Trevor Noah claimed that the magical and wonderful path to accountability should be a knock-out blow to conviction, given the overwhelming evidence that constitutes a “compelling powerful case.”
“It’s like having a murder suspect who left DNA and a bloody glove at the scene and ran away in a Ford Bronco … Wait, did that happen?”
No, the outcome of Trump’s impeachment trial is already scheduled, Noah admitted. But meanwhile, there is a crazy “trial” underway. Noah said that attorneys for former President Donald Trump are so scattered, “They never touched on the main issues, a man cried while reading a poem.” “I thought Ted Cruz would initiate another rebellion to change the subject.”
The Republicans were puzzled because the lawyers were so incompetent, expressing their indignation at the lack of organization.
“Do you know how bad the work they’re doing that Lindsay Graham turns them over? It’s like drawing something so bad, your kindergarten teacher dogs you for it!”

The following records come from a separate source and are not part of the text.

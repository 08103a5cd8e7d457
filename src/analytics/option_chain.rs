//! Option chain compiler: ATM, max pain, per-strike aggregates and PCR.
//!
//! Raw payloads are first normalized into a canonical [`Chain`]; every
//! metric below is computed from that one shape, whichever schema the data
//! came from.
//!
//! Two ATM notions coexist:
//!
//! - [`atm_by_interval`] rounds the underlying to the nearest multiple of
//!   the strike interval and is used by [`compile`];
//! - [`nearest_listed_strike`] picks the listed strike closest to the
//!   underlying and anchors the [`essential_view`] window.

use serde::Serialize;

use crate::constants::FALLBACK_STRIKE_INTERVAL;
use crate::types::option_chain::{OptionLeg, RawOptionChain};

// ---------------------------------------------------------------------------
// Canonical chain
// ---------------------------------------------------------------------------

/// One strike of one expiry with its optional call and put legs.
#[derive(Debug, Clone, PartialEq, Serialize)]
#[serde(rename_all = "camelCase")]
pub struct OptionChainRow {
    pub strike_price: f64,
    pub expiry: String,
    #[serde(rename = "CE", skip_serializing_if = "Option::is_none")]
    pub ce: Option<OptionLeg>,
    #[serde(rename = "PE", skip_serializing_if = "Option::is_none")]
    pub pe: Option<OptionLeg>,
}

impl OptionChainRow {
    fn call_oi(&self) -> f64 {
        self.ce.as_ref().map_or(0.0, |leg| leg.open_interest)
    }

    fn put_oi(&self) -> f64 {
        self.pe.as_ref().map_or(0.0, |leg| leg.open_interest)
    }
}

/// Schema-independent option chain for one underlying.
#[derive(Debug, Clone, PartialEq, Serialize)]
#[serde(rename_all = "camelCase")]
pub struct Chain {
    pub timestamp: String,
    pub underlying: f64,
    /// Available expiries as reported upstream (not necessarily sorted).
    pub expiries: Vec<String>,
    /// Rows in upstream order.
    pub rows: Vec<OptionChainRow>,
    pub strike_interval: f64,
}

impl Chain {
    /// Normalize either upstream schema.
    ///
    /// The legacy schema takes its strike interval from the first two rows
    /// of the `filtered` block in upstream order; v3 uses the two smallest
    /// distinct strikes.
    pub fn from_raw(raw: RawOptionChain) -> Self {
        match raw {
            RawOptionChain::Legacy(legacy) => {
                let leading: Vec<f64> = if legacy.filtered.data.len() >= 2 {
                    legacy.filtered.data.iter().map(|row| row.strike_price).collect()
                } else {
                    legacy.records.data.iter().map(|row| row.strike_price).collect()
                };
                let rows = legacy
                    .records
                    .data
                    .into_iter()
                    .map(|row| OptionChainRow {
                        strike_price: row.strike_price,
                        expiry: row.expiry_date,
                        ce: row.ce,
                        pe: row.pe,
                    })
                    .collect();
                Self {
                    timestamp: legacy.records.timestamp,
                    underlying: legacy.records.underlying_value,
                    expiries: legacy.records.expiry_dates,
                    rows,
                    strike_interval: interval_from_upstream_order(&leading),
                }
            }
            RawOptionChain::V3 { chain, contract } => {
                let rows: Vec<OptionChainRow> = chain
                    .records
                    .data
                    .into_iter()
                    .map(|row| OptionChainRow {
                        strike_price: row.strike_price,
                        expiry: row.expiry_dates,
                        ce: row.ce,
                        pe: row.pe,
                    })
                    .collect();
                let strikes: Vec<f64> = rows.iter().map(|row| row.strike_price).collect();
                Self {
                    timestamp: chain.records.timestamp,
                    underlying: chain.records.underlying_value,
                    expiries: contract.expiry_dates,
                    strike_interval: infer_strike_interval(&strikes),
                    rows,
                }
            }
        }
    }

    /// Rows belonging to `expiry`, in upstream order.
    pub fn rows_for<'a>(&'a self, expiry: &'a str) -> impl Iterator<Item = &'a OptionChainRow> {
        self.rows.iter().filter(move |row| row.expiry == expiry)
    }
}

// ---------------------------------------------------------------------------
// Strike interval & ATM
// ---------------------------------------------------------------------------

/// Difference between the two smallest distinct strikes, or the fallback.
pub fn infer_strike_interval(strikes: &[f64]) -> f64 {
    let mut distinct: Vec<f64> = strikes.iter().copied().filter(|s| s.is_finite()).collect();
    distinct.sort_by(f64::total_cmp);
    distinct.dedup();
    match distinct.as_slice() {
        [first, second, ..] => second - first,
        _ => FALLBACK_STRIKE_INTERVAL,
    }
}

/// Difference between the first two strikes as listed, or the fallback when
/// that difference is not positive.
pub fn interval_from_upstream_order(strikes: &[f64]) -> f64 {
    match strikes {
        [first, second, ..] if second - first > 0.0 => second - first,
        _ => FALLBACK_STRIKE_INTERVAL,
    }
}

/// Nearest multiple of `interval` to `underlying`.
pub fn atm_by_interval(underlying: f64, interval: f64) -> f64 {
    if interval <= 0.0 {
        return underlying;
    }
    interval * (underlying / interval).round()
}

/// Listed strike with the smallest distance to `underlying`; first wins on ties.
pub fn nearest_listed_strike(strikes: impl IntoIterator<Item = f64>, underlying: f64) -> Option<f64> {
    strikes.into_iter().fold(None, |best, strike| match best {
        Some(current) if (current - underlying).abs() <= (strike - underlying).abs() => Some(current),
        _ => Some(strike),
    })
}

// ---------------------------------------------------------------------------
// Max pain
// ---------------------------------------------------------------------------

/// Strike at which option writers pay out the least at expiry.
///
/// For every candidate strike `K` among the rows of `expiry`:
/// `pain(K) = Σ -(K-S)·callOI(S) for S < K  +  Σ (K-S)·putOI(S) for S > K`.
/// The candidate with the largest (closest to zero) pain wins; ties go to
/// the earlier row. Returns `None` when no row matches `expiry`.
pub fn max_pain(rows: &[OptionChainRow], expiry: &str) -> Option<f64> {
    let rows: Vec<&OptionChainRow> = rows.iter().filter(|row| row.expiry == expiry).collect();

    let mut best: Option<(f64, f64)> = None;
    for candidate in &rows {
        let strike = candidate.strike_price;
        let pain: f64 = rows
            .iter()
            .map(|row| {
                let diff = strike - row.strike_price;
                if diff > 0.0 {
                    -diff * row.call_oi()
                } else if diff < 0.0 {
                    diff * row.put_oi()
                } else {
                    0.0
                }
            })
            .sum();

        match best {
            Some((_, top)) if pain <= top => {}
            _ => best = Some((strike, pain)),
        }
    }
    best.map(|(strike, _)| strike)
}

// ---------------------------------------------------------------------------
// Compiled chain
// ---------------------------------------------------------------------------

/// Condensed view of one leg at one strike.
#[derive(Debug, Clone, Copy, PartialEq, Serialize)]
pub struct LegSummary {
    pub last: f64,
    pub oi: f64,
    pub chg: f64,
    pub iv: f64,
}

impl From<&OptionLeg> for LegSummary {
    fn from(leg: &OptionLeg) -> Self {
        Self {
            last: leg.last_price,
            oi: leg.open_interest,
            chg: leg.change,
            iv: leg.implied_volatility,
        }
    }
}

/// Per-strike entry of a [`CompiledChain`].
#[derive(Debug, Clone, PartialEq, Serialize)]
pub struct StrikeSummary {
    pub strike: f64,
    #[serde(skip_serializing_if = "Option::is_none")]
    pub ce: Option<LegSummary>,
    #[serde(skip_serializing_if = "Option::is_none")]
    pub pe: Option<LegSummary>,
    /// `put OI / call OI` to two decimals; `None` when either is zero.
    pub pcr: Option<f64>,
}

/// Derived metrics for one expiry. Built fresh from every fetched chain.
#[derive(Debug, Clone, PartialEq, Serialize)]
#[serde(rename_all = "camelCase")]
pub struct CompiledChain {
    pub expiry: String,
    pub timestamp: String,
    pub underlying: f64,
    pub strike_interval: f64,
    pub atm: f64,
    pub maxpain: Option<f64>,
    pub max_coi: Option<f64>,
    pub max_poi: Option<f64>,
    pub coi_total: f64,
    pub poi_total: f64,
    /// `poi_total / coi_total` to two decimals; `0` when there is no call OI.
    pub pcr: f64,
    pub chain: Vec<StrikeSummary>,
}

/// Compile `chain` for `expiry`.
pub fn compile(chain: &Chain, expiry: &str) -> CompiledChain {
    let mut coi_total = 0.0;
    let mut poi_total = 0.0;
    let mut max_coi: Option<(f64, f64)> = None;
    let mut max_poi: Option<(f64, f64)> = None;
    let mut strikes = Vec::new();

    for row in chain.rows_for(expiry) {
        let coi = row.call_oi();
        let poi = row.put_oi();
        coi_total += coi;
        poi_total += poi;

        if coi > 0.0 && max_coi.is_none_or(|(_, top)| coi > top) {
            max_coi = Some((row.strike_price, coi));
        }
        if poi > 0.0 && max_poi.is_none_or(|(_, top)| poi > top) {
            max_poi = Some((row.strike_price, poi));
        }

        strikes.push(StrikeSummary {
            strike: row.strike_price,
            ce: row.ce.as_ref().map(LegSummary::from),
            pe: row.pe.as_ref().map(LegSummary::from),
            pcr: ratio(poi, coi),
        });
    }

    let compiled = CompiledChain {
        expiry: expiry.to_owned(),
        timestamp: chain.timestamp.clone(),
        underlying: chain.underlying,
        strike_interval: chain.strike_interval,
        atm: atm_by_interval(chain.underlying, chain.strike_interval),
        maxpain: max_pain(&chain.rows, expiry),
        max_coi: max_coi.map(|(strike, _)| strike),
        max_poi: max_poi.map(|(strike, _)| strike),
        coi_total,
        poi_total,
        pcr: ratio(poi_total, coi_total).unwrap_or(0.0),
        chain: strikes,
    };

    tracing::debug!(
        expiry,
        strikes = compiled.chain.len(),
        atm = compiled.atm,
        maxpain = ?compiled.maxpain,
        pcr = compiled.pcr,
        "compiled option chain"
    );
    compiled
}

/// `numerator / denominator` rounded to two decimals, or `None` if either is zero.
fn ratio(numerator: f64, denominator: f64) -> Option<f64> {
    if numerator == 0.0 || denominator == 0.0 {
        return None;
    }
    Some(round2(numerator / denominator))
}

fn round2(value: f64) -> f64 {
    (value * 100.0).round() / 100.0
}

// ---------------------------------------------------------------------------
// Essential view
// ---------------------------------------------------------------------------

/// A leg reduced to the fields most consumers need.
#[derive(Debug, Clone, PartialEq, Serialize)]
#[serde(rename_all = "camelCase")]
pub struct EssentialLeg {
    pub last_price: f64,
    pub change: f64,
    pub p_change: f64,
    pub open_interest: f64,
    pub change_in_open_interest: f64,
    pub implied_volatility: f64,
    pub total_traded_volume: f64,
}

impl From<&OptionLeg> for EssentialLeg {
    fn from(leg: &OptionLeg) -> Self {
        Self {
            last_price: leg.last_price,
            change: leg.change,
            p_change: leg.p_change,
            open_interest: leg.open_interest,
            change_in_open_interest: leg.change_in_open_interest,
            implied_volatility: leg.implied_volatility,
            total_traded_volume: leg.total_traded_volume,
        }
    }
}

#[derive(Debug, Clone, PartialEq, Serialize)]
#[serde(rename_all = "camelCase")]
pub struct EssentialRow {
    pub strike_price: f64,
    #[serde(rename = "CE", skip_serializing_if = "Option::is_none")]
    pub ce: Option<EssentialLeg>,
    #[serde(rename = "PE", skip_serializing_if = "Option::is_none")]
    pub pe: Option<EssentialLeg>,
}

/// The strikes around ATM with reduced legs.
#[derive(Debug, Clone, PartialEq, Serialize)]
#[serde(rename_all = "camelCase")]
pub struct EssentialChain {
    pub expiry: String,
    pub timestamp: String,
    pub underlying: f64,
    pub strike_interval: f64,
    pub atm: f64,
    pub rows: Vec<EssentialRow>,
}

/// Rows of `expiry` within `strikes_each_side * interval` of the listed ATM strike.
pub fn essential_view(chain: &Chain, expiry: &str, strikes_each_side: u32) -> EssentialChain {
    let interval = chain.strike_interval;
    let atm = nearest_listed_strike(
        chain.rows_for(expiry).map(|row| row.strike_price),
        chain.underlying,
    )
    .unwrap_or_else(|| atm_by_interval(chain.underlying, interval));

    let width = f64::from(strikes_each_side) * interval;
    let tolerance = interval.abs() * 1e-9;
    let rows = chain
        .rows_for(expiry)
        .filter(|row| (row.strike_price - atm).abs() <= width + tolerance)
        .map(|row| EssentialRow {
            strike_price: row.strike_price,
            ce: row.ce.as_ref().map(EssentialLeg::from),
            pe: row.pe.as_ref().map(EssentialLeg::from),
        })
        .collect();

    EssentialChain {
        expiry: expiry.to_owned(),
        timestamp: chain.timestamp.clone(),
        underlying: chain.underlying,
        strike_interval: interval,
        atm,
        rows,
    }
}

Of course, Noah said, no one was upset about not performing “more than a guy who would never pay them anyway.” Talk about stories that suggested Trump was yelling on TV. Noah said, “If he thinks you are wandering, then you know you’re fine.”
Noah said that, however, no matter how bad the defense was, it would still be a very inspiring movie. Watch the clip below to see what it might look like.